Appreciative inquiry is a model of transformation that begins from strength and ends with stronger. It begins by taking stock of all that is working and what is the best in our organizations and its individual members.
It says that being strength-based is far better than investing in weaknesses. This is not a conflict with acknowledging what can immediately be improved or remedied.
It is our strengths that allow us to make sure changes with confidence and expedience. And, it demands that we have high expectations of others and ourselves when anything else puts someone’s life on the line.
It says that strength comes from honesty and integrity. Commitment is what pulls us to the other side of brokenness.
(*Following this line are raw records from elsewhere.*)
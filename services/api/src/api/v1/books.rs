//! Book catalog endpoints.
//!
//! Books are owner scoped: every query filters by the caller's owner id, so a
//! book owned by someone else is indistinguishable from a missing one.

use axum::{
    extract::{Path, Query, State},
    http::StatusCode,
    response::IntoResponse,
    routing::get,
    Json, Router,
};
use chrono::{DateTime, Utc};
use serde::{Deserialize, Serialize};
use tramdoc_id::BookId;

use crate::api::authz;
use crate::api::error::{ApiError, FieldError};
use crate::api::request_context::RequestContext;
use crate::db::{BookPatch, BookRow, BookStatus, DbError, NewBook};
use crate::state::AppState;

/// Book routes.
///
/// /v1/books
pub fn routes() -> Router<AppState> {
    Router::new()
        .route("/", get(list_books).post(create_book))
        .route(
            "/{book_id}",
            get(get_book).patch(update_book).delete(delete_book),
        )
}

// =============================================================================
// Request/Response Types
// =============================================================================

#[derive(Debug, Deserialize)]
pub struct ListBooksQuery {
    pub status: Option<String>,
    pub search: Option<String>,
}

#[derive(Debug, Deserialize)]
pub struct CreateBookRequest {
    pub title: String,
    #[serde(default)]
    pub google_id: String,
    #[serde(default)]
    pub isbn: String,
    #[serde(default)]
    pub authors: String,
    #[serde(default)]
    pub publisher: String,
    #[serde(default)]
    pub publish_date: String,
    #[serde(default)]
    pub description: String,
    #[serde(default)]
    pub cover_url: String,
    #[serde(default)]
    pub page_count: i32,
    #[serde(default)]
    pub status: BookStatus,
    #[serde(default)]
    pub location: String,
}

#[derive(Debug, Default, Deserialize)]
pub struct UpdateBookRequest {
    pub title: Option<String>,
    pub authors: Option<String>,
    pub publisher: Option<String>,
    pub publish_date: Option<String>,
    pub description: Option<String>,
    pub cover_url: Option<String>,
    pub page_count: Option<i32>,
    pub status: Option<BookStatus>,
    pub progress: Option<i32>,
    pub location: Option<String>,
    pub rating: Option<i32>,
    pub start_date: Option<DateTime<Utc>>,
    pub finish_date: Option<DateTime<Utc>>,
}

#[derive(Debug, Serialize)]
pub struct BookResponse {
    pub id: String,
    pub title: String,
    pub google_id: String,
    pub isbn: String,
    pub authors: String,
    pub publisher: String,
    pub publish_date: String,
    pub description: String,
    pub cover_url: String,
    pub page_count: i32,
    pub status: BookStatus,
    pub progress: i32,
    pub location: String,
    #[serde(skip_serializing_if = "Option::is_none")]
    pub rating: Option<i32>,
    #[serde(skip_serializing_if = "Option::is_none")]
    pub start_date: Option<DateTime<Utc>>,
    #[serde(skip_serializing_if = "Option::is_none")]
    pub finish_date: Option<DateTime<Utc>>,
    pub created_at: DateTime<Utc>,
    pub updated_at: DateTime<Utc>,
}

#[derive(Debug, Serialize)]
pub struct ListBooksResponse {
    pub items: Vec<BookResponse>,
    pub count: usize,
}

#[derive(Debug, Serialize)]
pub struct DeleteResponse {
    pub ok: bool,
}

impl From<BookRow> for BookResponse {
    fn from(row: BookRow) -> Self {
        Self {
            id: row.book_id,
            title: row.title,
            google_id: row.google_id,
            isbn: row.isbn,
            authors: row.authors,
            publisher: row.publisher,
            publish_date: row.publish_date,
            description: row.description,
            cover_url: row.cover_url,
            page_count: row.page_count,
            status: row.status,
            progress: row.progress,
            location: row.location,
            rating: row.rating,
            start_date: row.start_date,
            finish_date: row.finish_date,
            created_at: row.created_at,
            updated_at: row.updated_at,
        }
    }
}

impl CreateBookRequest {
    fn validate(&self) -> Vec<FieldError> {
        let mut errors = Vec::new();
        if self.title.trim().is_empty() {
            errors.push(FieldError::new("title", "title cannot be empty"));
        }
        if self.page_count < 0 {
            errors.push(FieldError::new("page_count", "page_count cannot be negative"));
        }
        errors
    }
}

impl UpdateBookRequest {
    fn validate(&self) -> Vec<FieldError> {
        let mut errors = Vec::new();
        if self.title.as_deref().is_some_and(|t| t.trim().is_empty()) {
            errors.push(FieldError::new("title", "title cannot be empty"));
        }
        if self.page_count.is_some_and(|p| p < 0) {
            errors.push(FieldError::new("page_count", "page_count cannot be negative"));
        }
        if self.progress.is_some_and(|p| !(0..=100).contains(&p)) {
            errors.push(FieldError::new("progress", "progress must be between 0 and 100"));
        }
        if self.rating.is_some_and(|r| !(0..=5).contains(&r)) {
            errors.push(FieldError::new("rating", "rating must be between 0 and 5"));
        }
        errors
    }
}

impl From<UpdateBookRequest> for BookPatch {
    fn from(req: UpdateBookRequest) -> Self {
        Self {
            title: req.title.map(|t| t.trim().to_string()),
            authors: req.authors,
            publisher: req.publisher,
            publish_date: req.publish_date,
            description: req.description,
            cover_url: req.cover_url,
            page_count: req.page_count,
            status: req.status,
            progress: req.progress,
            location: req.location,
            rating: req.rating,
            start_date: req.start_date,
            finish_date: req.finish_date,
        }
    }
}

fn parse_book_id(raw: &str, request_id: &str) -> Result<BookId, ApiError> {
    raw.parse().map_err(|_| {
        ApiError::bad_request("invalid_book_id", "Invalid book ID format")
            .with_request_id(request_id.to_string())
    })
}

fn book_not_found(book_id: &BookId, request_id: &str) -> ApiError {
    ApiError::not_found("book_not_found", format!("Book {book_id} not found"))
        .with_request_id(request_id.to_string())
}

// =============================================================================
// Handlers
// =============================================================================

/// List the caller's books, newest first.
///
/// GET /v1/books
async fn list_books(
    State(state): State<AppState>,
    ctx: RequestContext,
    Query(query): Query<ListBooksQuery>,
) -> Result<impl IntoResponse, ApiError> {
    let request_id = ctx.request_id.clone();
    let owner_id = authz::require_owner(&ctx)?;

    let status = match query.status.as_deref().filter(|s| !s.is_empty()) {
        Some(raw) => Some(BookStatus::parse(raw).ok_or_else(|| {
            ApiError::bad_request(
                "invalid_status",
                "status must be one of want_to_read, reading, read",
            )
            .with_request_id(request_id.clone())
        })?),
        None => None,
    };
    let search = query.search.as_deref().filter(|s| !s.is_empty());

    let rows = state
        .db()
        .book_store()
        .list(owner_id, status, search)
        .await
        .map_err(|e| {
            tracing::error!(error = %e, request_id = %request_id, "Failed to list books");
            ApiError::internal("internal_error", "Failed to list books")
                .with_request_id(request_id.clone())
        })?;

    let items: Vec<BookResponse> = rows.into_iter().map(BookResponse::from).collect();
    let count = items.len();

    Ok(Json(ListBooksResponse { items, count }))
}

/// Add a book to the caller's library.
///
/// POST /v1/books
async fn create_book(
    State(state): State<AppState>,
    ctx: RequestContext,
    Json(req): Json<CreateBookRequest>,
) -> Result<impl IntoResponse, ApiError> {
    let request_id = ctx.request_id.clone();
    let owner_id = authz::require_owner(&ctx)?;

    let errors = req.validate();
    if !errors.is_empty() {
        return Err(ApiError::bad_request("validation_failed", "Invalid book")
            .with_details(errors)
            .with_request_id(request_id));
    }

    let book = NewBook {
        owner_id: owner_id.to_string(),
        google_id: req.google_id.trim().to_string(),
        isbn: req.isbn.trim().to_string(),
        title: req.title.trim().to_string(),
        authors: req.authors,
        publisher: req.publisher,
        publish_date: req.publish_date,
        description: req.description,
        cover_url: req.cover_url,
        page_count: req.page_count,
        status: req.status,
        location: req.location,
    };

    let row = state
        .db()
        .book_store()
        .create(book)
        .await
        .map_err(|e| match e {
            DbError::DuplicateBook => {
                ApiError::conflict("book_exists", "Book already exists in your library")
                    .with_request_id(request_id.clone())
            }
            e => {
                tracing::error!(error = %e, request_id = %request_id, "Failed to create book");
                ApiError::internal("internal_error", "Failed to create book")
                    .with_request_id(request_id.clone())
            }
        })?;

    tracing::info!(request_id = %request_id, book_id = %row.book_id, "Book added");

    Ok((StatusCode::CREATED, Json(BookResponse::from(row))))
}

/// Get a single book.
///
/// GET /v1/books/{book_id}
async fn get_book(
    State(state): State<AppState>,
    ctx: RequestContext,
    Path(book_id): Path<String>,
) -> Result<impl IntoResponse, ApiError> {
    let request_id = ctx.request_id.clone();
    let owner_id = authz::require_owner(&ctx)?;
    let book_id = parse_book_id(&book_id, &request_id)?;

    let row = state
        .db()
        .book_store()
        .get(owner_id, &book_id)
        .await
        .map_err(|e| {
            tracing::error!(error = %e, request_id = %request_id, book_id = %book_id, "Failed to get book");
            ApiError::internal("internal_error", "Failed to get book")
                .with_request_id(request_id.clone())
        })?
        .ok_or_else(|| book_not_found(&book_id, &request_id))?;

    Ok(Json(BookResponse::from(row)))
}

/// Update reading status, progress, rating or descriptive fields.
///
/// PATCH /v1/books/{book_id}
async fn update_book(
    State(state): State<AppState>,
    ctx: RequestContext,
    Path(book_id): Path<String>,
    Json(req): Json<UpdateBookRequest>,
) -> Result<impl IntoResponse, ApiError> {
    let request_id = ctx.request_id.clone();
    let owner_id = authz::require_owner(&ctx)?;
    let book_id = parse_book_id(&book_id, &request_id)?;

    let errors = req.validate();
    if !errors.is_empty() {
        return Err(ApiError::bad_request("validation_failed", "Invalid book update")
            .with_details(errors)
            .with_request_id(request_id));
    }

    let row = state
        .db()
        .book_store()
        .update(owner_id, &book_id, BookPatch::from(req))
        .await
        .map_err(|e| {
            tracing::error!(error = %e, request_id = %request_id, book_id = %book_id, "Failed to update book");
            ApiError::internal("internal_error", "Failed to update book")
                .with_request_id(request_id.clone())
        })?
        .ok_or_else(|| book_not_found(&book_id, &request_id))?;

    Ok(Json(BookResponse::from(row)))
}

/// Remove a book and its notes.
///
/// DELETE /v1/books/{book_id}
async fn delete_book(
    State(state): State<AppState>,
    ctx: RequestContext,
    Path(book_id): Path<String>,
) -> Result<impl IntoResponse, ApiError> {
    let request_id = ctx.request_id.clone();
    let owner_id = authz::require_owner(&ctx)?;
    let book_id = parse_book_id(&book_id, &request_id)?;

    let deleted = state
        .db()
        .book_store()
        .delete(owner_id, &book_id)
        .await
        .map_err(|e| {
            tracing::error!(error = %e, request_id = %request_id, book_id = %book_id, "Failed to delete book");
            ApiError::internal("internal_error", "Failed to delete book")
                .with_request_id(request_id.clone())
        })?;

    if !deleted {
        return Err(book_not_found(&book_id, &request_id));
    }

    tracing::info!(request_id = %request_id, book_id = %book_id, "Book deleted");

    Ok(Json(DeleteResponse { ok: true }))
}

#[cfg(test)]
mod tests {
    use super::*;

    #[test]
    fn test_create_book_request_defaults() {
        let req: CreateBookRequest = serde_json::from_str(r#"{"title": "Dune"}"#).unwrap();
        assert_eq!(req.title, "Dune");
        assert_eq!(req.status, BookStatus::WantToRead);
        assert_eq!(req.page_count, 0);
        assert!(req.validate().is_empty());
    }

    #[test]
    fn test_create_book_rejects_blank_title() {
        let req: CreateBookRequest = serde_json::from_str(r#"{"title": "   "}"#).unwrap();
        let errors = req.validate();
        assert_eq!(errors.len(), 1);
        assert_eq!(errors[0].field, "title");
    }

    #[test]
    fn test_update_book_validation() {
        let req: UpdateBookRequest =
            serde_json::from_str(r#"{"progress": 120, "rating": 6, "status": "reading"}"#).unwrap();
        let fields: Vec<_> = req.validate().into_iter().map(|e| e.field).collect();
        assert_eq!(fields, vec!["progress", "rating"]);
    }

    #[test]
    fn test_update_book_unknown_status_rejected() {
        let result = serde_json::from_str::<UpdateBookRequest>(r#"{"status": "abandoned"}"#);
        assert!(result.is_err());
    }

    #[test]
    fn test_book_response_serialization() {
        let now = Utc::now();
        let response = BookResponse {
            id: "book_123".to_string(),
            title: "Dune".to_string(),
            google_id: String::new(),
            isbn: String::new(),
            authors: "Frank Herbert".to_string(),
            publisher: String::new(),
            publish_date: String::new(),
            description: String::new(),
            cover_url: String::new(),
            page_count: 412,
            status: BookStatus::Reading,
            progress: 10,
            location: String::new(),
            rating: None,
            start_date: None,
            finish_date: None,
            created_at: now,
            updated_at: now,
        };

        let json = serde_json::to_value(&response).unwrap();
        assert_eq!(json["status"], "reading");
        assert!(json.get("rating").is_none());
    }
}
//! API v1 routes.

mod books;
mod flashcards;
mod notes;

use axum::Router;

use crate::state::AppState;

/// Create API v1 routes.
pub fn routes() -> Router<AppState> {
    Router::new()
        .nest("/books", books::routes())
        // Flashcard routes share the /notes prefix with note CRUD.
        .nest("/notes", notes::routes().merge(flashcards::routes()))
}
It’s not about being perfect, but celebrating what is possible and happening every day.
These steps are my steps. Far from original, they borrow from lots of other lists, experiences, and expertise. And, they are not absolute. But neither is the patient experience.
Also, they are contingent upon each other. Missing a step sacrifices them all.
Each step demonstrates our proactive commitment to our patients and those who care for them in a different way. They each call for simplicity, not a myriad of complexities that often hide the obvious and paralyze all action.
Make your own list. Borrow from whatever or whoever has influenced you positively, and, of course, from your own experience. But keep to no more than 5 steps. Any more and we may not hold on to any of them.
And remember, it’s not about specialization. The more details you add, the less opportunity for success. Make each step totally simple and totally doable.
Then, work your 5 steps every day, in all of your affairs. Make the list public to make yourself accountable. Make changes as you learn what works.
Your experience becomes the patient experience which becomes the organizational and community experience. Model the best and the best is what you shall achieve. And, the best is what all patients deserve.